Governor Brian Kemp signed the AFY 2026 budget into law after the Georgia House and Senate both advanced the spending plan. Among the provisions championed by the GDA: $150,000 for the Georgia Mission of Mercy program and $3.2 million directed toward rural health clinics serving communities where dental providers are scarce or entirely absent.
The Access Problem in Georgia
The funding addresses a documented and stubborn problem. Georgia has approximately 40 counties with one practicing dentist or none at all — a provider shortage that translates directly into delayed diagnosis, untreated pain, and preventable emergency room visits that are both costlier and less clinically appropriate than routine dental care.
Rural health clinics have become a front-line response to that gap, functioning as a distribution mechanism for care in areas where private dental practices haven't formed or haven't survived.
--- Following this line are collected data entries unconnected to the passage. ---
//! In-memory DynamoDB stand-in for tests.
//!
//! [`MkData`] is both the credentials and the transport: every handle it
//! hands out shares one store. Query and scan honor the page limit and
//! continuation keys the way DynamoDB does, but only understand `EQ`, `GT`
//! and `LT` predicates with a single value.

use std::cmp::Ordering;
use std::collections::{BTreeMap, HashMap};
use std::fmt;
use std::ops::Bound;
use std::str::FromStr;
use std::sync::Arc;

use async_trait::async_trait;
use rust_decimal::Decimal;
use tokio::sync::Mutex;

use crate::auth::credentials::Credentials;
use crate::dynamo::attributes::{AttributeAction, AttributeUpdates, Attributes};
use crate::dynamo::conditions::{ComparisonOperator, Conditions};
use crate::dynamo::region::{Region, Simple};
use crate::dynamo::request::{Operation, PageRequest, Select};
use crate::dynamo::transport::{Capacity, Page, Reply, Transport};
use crate::dynamo::value::AttributeValue;
use crate::error::{Error, Result};

/// Ordered form of one key attribute.
#[derive(Debug, Clone, PartialEq, Eq, PartialOrd, Ord)]
enum KeyPart {
    N(Decimal),
    S(String),
    B(Vec<u8>),
}

type RowKey = Vec<KeyPart>;

#[derive(Debug, Default)]
struct MkTable {
    keys: Vec<String>,
    rows: BTreeMap<RowKey, Attributes>,
}

impl MkTable {
    fn key_of(&self, item: &Attributes) -> Result<RowKey> {
        self.keys
            .iter()
            .map(|name| {
                let value = item.get(name).ok_or_else(|| {
                    Error::transport(format!(
                        "ValidationException: One of the required keys was not given a value: {name}"
                    ))
                })?;
                key_part(name, value)
            })
            .collect()
    }

    fn check_expected(&self, key: &RowKey, expected: Option<&Attributes>) -> Result<()> {
        let Some(expected) = expected.filter(|e| !e.is_empty()) else {
            return Ok(());
        };
        let holds = self.rows.get(key).is_some_and(|row| {
            expected
                .iter()
                .all(|(name, value)| row.get(name).is_some_and(|v| same(v, value)))
        });
        if holds {
            Ok(())
        } else {
            Err(Error::transport(
                "ConditionalCheckFailedException: The conditional request failed",
            ))
        }
    }
}

fn key_part(name: &str, value: &AttributeValue) -> Result<KeyPart> {
    match value {
        AttributeValue::S(text) => Ok(KeyPart::S(text.clone())),
        AttributeValue::B(bytes) => Ok(KeyPart::B(bytes.clone())),
        AttributeValue::N(text) => Decimal::from_str(text)
            .or_else(|_| Decimal::from_scientific(text))
            .map(KeyPart::N)
            .map_err(|e| Error::transport(format!("ValidationException: bad number in {name}: {e}"))),
        other => Err(Error::transport(format!(
            "ValidationException: key {name} must be S, N or B, not {other}"
        ))),
    }
}

fn same(left: &AttributeValue, right: &AttributeValue) -> bool {
    left == right || left.compare(right) == Some(Ordering::Equal)
}

fn validate(conditions: &Conditions) -> Result<()> {
    for (name, condition) in conditions.iter() {
        if !matches!(
            condition.operator,
            ComparisonOperator::Eq | ComparisonOperator::Gt | ComparisonOperator::Lt
        ) {
            return Err(Error::UnsupportedPredicate(format!(
                "{} on \"{name}\", only EQ, GT and LT are supported",
                condition.operator
            )));
        }
        if condition.values.len() != 1 {
            return Err(Error::UnsupportedPredicate(format!(
                "{} on \"{name}\" needs exactly one value, got {}",
                condition.operator,
                condition.values.len()
            )));
        }
    }
    Ok(())
}

fn matches(item: &Attributes, conditions: &Conditions) -> bool {
    conditions.iter().all(|(name, condition)| {
        let (Some(actual), Some(expected)) = (item.get(name), condition.values.first()) else {
            return false;
        };
        match condition.operator {
            ComparisonOperator::Eq => same(actual, expected),
            ComparisonOperator::Gt => actual.compare(expected) == Some(Ordering::Greater),
            ComparisonOperator::Lt => actual.compare(expected) == Some(Ordering::Less),
            _ => false,
        }
    })
}

fn add(current: Option<&AttributeValue>, delta: &AttributeValue) -> Result<AttributeValue> {
    match (current, delta) {
        (None, value) => Ok(value.clone()),
        (Some(AttributeValue::N(_)), AttributeValue::N(_)) => {
            let sum = current
                .and_then(AttributeValue::as_decimal)
                .zip(delta.as_decimal())
                .map(|(left, right)| left + right)
                .ok_or_else(|| Error::transport("ValidationException: invalid number for ADD"))?;
            Ok(AttributeValue::from(sum))
        }
        (Some(AttributeValue::Ss(left)), AttributeValue::Ss(right)) => {
            let mut merged = left.clone();
            merged.extend(right.iter().filter(|v| !left.contains(v)).cloned());
            Ok(AttributeValue::Ss(merged))
        }
        (Some(AttributeValue::Ns(left)), AttributeValue::Ns(right)) => {
            let mut merged = left.clone();
            merged.extend(right.iter().filter(|v| !left.contains(v)).cloned());
            Ok(AttributeValue::Ns(merged))
        }
        (Some(existing), value) => Err(Error::transport(format!(
            "ValidationException: can't ADD {value} to {existing}"
        ))),
    }
}

/// In-memory tables shared by every clone.
#[derive(Clone, Default)]
pub struct MkData {
    tables: Arc<Mutex<HashMap<String, MkTable>>>,
}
The $3.2 million allocation is intended to expand capacity at those sites, though the GDA has not disclosed how many clinic locations will benefit or what specific services the funding will support.
Georgia Mission of Mercy
The $150,000 earmarked for the Georgia Mission of Mercy (GMOM) program supports what has become one of the state's most recognized charitable dental delivery models. Led by the GDA and its Foundation for Oral Health, GMOM events deploy volunteer dentists and dental professionals to provide free care at large-scale public clinics targeting uninsured and low-income patients.
Since launching in 2011, the program has delivered more than $6.1 million in donated dental services. The model — operationally similar to Remote Area Medical and other expedition-style free clinic programs — concentrates volunteer resources for maximum impact over short event windows, typically providing extractions, fillings, and basic restorative care to hundreds of patients per event.
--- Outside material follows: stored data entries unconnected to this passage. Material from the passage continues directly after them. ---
use std::sync::Arc;
use std::time::Instant;

use async_trait::async_trait;

use crate::auth::credentials::Credentials;
use crate::dynamo::conditions::Conditions;
use crate::dynamo::dosage::{Dosage, RemoteDosage};
use crate::dynamo::request::{PageRequest, Select};
use crate::dynamo::valve::{Valve, page_limit, projection};
use crate::error::Result;

const DEFAULT_LIMIT: usize = 20;

/// Valve that runs key-condition queries.
///
/// Frame predicates become key conditions, so they must name the hash key
/// (and optionally the range key) of the table or of `index`.
#[derive(Debug, Clone, PartialEq, Eq)]
pub struct QueryValve {
    limit: usize,
    forward: bool,
    attributes: Vec<String>,
    index: Option<String>,
    select: Select,
    consistent: bool,
}

impl Default for QueryValve {
    fn default() -> Self {
        Self {
            limit: DEFAULT_LIMIT,
            forward: true,
            attributes: Vec::new(),
            index: None,
            select: Select::SpecificAttributes,
            consistent: true,
        }
    }
}

impl QueryValve {
    /// Valve with default settings: 20 records per page, ascending, consistent.
    pub fn new() -> Self {
        Self::default()
    }

    /// Page size.
    pub fn with_limit(&self, limit: usize) -> Self {
        Self {
            limit,
            ..self.clone()
        }
    }

    /// Ascending (`true`) or descending range key order.
    pub fn with_scan_index_forward(&self, forward: bool) -> Self {
        Self {
            forward,
            ..self.clone()
        }
    }

    /// Pre-fetch one more attribute with every record.
    pub fn with_attribute_to_get(&self, name: &str) -> Self {
        let mut attributes = self.attributes.clone();
        attributes.push(name.to_string());
        Self {
            attributes,
            ..self.clone()
        }
    }

    /// Pre-fetch these attributes too.
    pub fn with_attributes_to_get<S: AsRef<str>>(&self, names: &[S]) -> Self {
        let mut attributes = self.attributes.clone();
        attributes.extend(names.iter().map(|name| name.as_ref().to_string()));
        Self {
            attributes,
            ..self.clone()
        }
    }

    /// Query a secondary index instead of the table.
    pub fn with_index_name(&self, index: &str) -> Self {
        Self {
            index: Some(index.to_string()),
            ..self.clone()
        }
    }

    /// What each record carries; only `SpecificAttributes` sends a projection.
    pub fn with_select(&self, select: Select) -> Self {
        Self {
            select,
            ..self.clone()
        }
    }

    /// Strongly consistent (`true`) or eventually consistent reads.
    pub fn with_consistent_read(&self, consistent: bool) -> Self {
        Self {
            consistent,
            ..self.clone()
        }
    }

    fn request(&self, table: &str, conditions: &Conditions, keys: &[String]) -> Result<PageRequest> {
        let request = PageRequest::query(table)
            .with_conditions(conditions.clone())
            .with_limit(page_limit(self.limit)?)
            .with_forward(self.forward)
            .with_index(self.index.clone())
            .with_select(self.select)
            .with_consistent_read(self.consistent);
        if self.select == Select::SpecificAttributes {
            Ok(request.with_attributes_to_get(projection(&self.attributes, keys)))
        } else {
            Ok(request)
        }
    }
}

#[async_trait]
impl Valve for QueryValve {
    async fn fetch(
        &self,
        credentials: Arc<dyn Credentials>,
        table: &str,
        conditions: &Conditions,
        keys: &[String],
    ) -> Result<Box<dyn Dosage>> {
        let request = self.request(table, conditions, keys)?;
        let aws = credentials.aws().await?;
        let start = Instant::now();
        let page = aws.fetch_page(&request).await.map_err(|e| {
            e.context(format!(
                "Failed to fetch from \"{table}\" by {conditions} and {keys:?}"
            ))
        })?;
        log::info!(
            "#items(): loaded {} item(s) from '{}' and stopped at {}, using {}, {}, in {}ms",
            page.items.len(),
            table,
            page.last_evaluated_key
                .as_ref()
                .map_or_else(|| "the end".to_string(), ToString::to_string),
            conditions,
            page.capacity,
            start.elapsed().as_millis()
        );
        Ok(Box::new(RemoteDosage::new(credentials, request, page)))
    }

    async fn count(
        &self,
        credentials: Arc<dyn Credentials>,
        table: &str,
        conditions: &Conditions,
    ) -> Result<usize> {
        let mut request = PageRequest::query(table)
            .with_conditions(conditions.clone())
            .with_index(self.index.clone())
            .with_select(Select::Count)
            .with_consistent_read(self.consistent);
        let aws = credentials.aws().await?;
        let start = Instant::now();
        let mut total = 0usize;

        loop {
            let page = aws.fetch_page(&request).await.map_err(|e| {
                e.context(format!("Failed to count \"{table}\" by {conditions}"))
            })?;
            total += page.count;
            match page.last_evaluated_key {
                Some(key) => request = request.with_exclusive_start_key(key),
                None => break,
            }
        }

        log::info!(
            "#total(): COUNT={} in '{}' using {}, in {}ms",
            total,
            table,
            conditions,
            start.elapsed().as_millis()
        );
        Ok(total)
    }
}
"Georgia Mission of Mercy provides access to dental care for underserved Georgians, while support for rural clinics ensures Georgians can receive care closer to home," said GDA President Dr. Peter Shatz. "We appreciate the General Assembly's commitment to oral health as a vital component of overall health."
A Legislative Advocacy Model Worth Watching
The GDA's success here is also a story about dental association advocacy infrastructure. The organization worked directly with key budget architects including House Appropriations Chairman Matt Hatchett, Senate Appropriations Chairman Blake Tillery, Representative Darlene Taylor, and Senator Ben Watson to make the case for oral health as both a public health and economic issue — linking dental care access to workforce productivity and chronic disease management.
That framing — oral health as a downstream factor in systemic disease burden and economic participation — has become increasingly effective with state legislators who are simultaneously managing Medicaid costs and rural development challenges. Dental associations that articulate access in those terms tend to gain more traction than those relying solely on humanitarian arguments.
Broader Context
Georgia's budget action comes as states across the country grapple with how to close oral health access gaps without fully expanding public dental programs. Targeted investments in volunteer care models and rural clinic infrastructure represent a middle path between comprehensive Medicaid dental expansion and doing nothing — one that leans heavily on the voluntary participation of private practitioners.
The GDA's approach demonstrates what state dental associations can achieve through sustained legislative relationships and a clear public health narrative. For associations in other states watching their own access gaps widen, Georgia's AFY 2026 outcome offers a replicable playbook.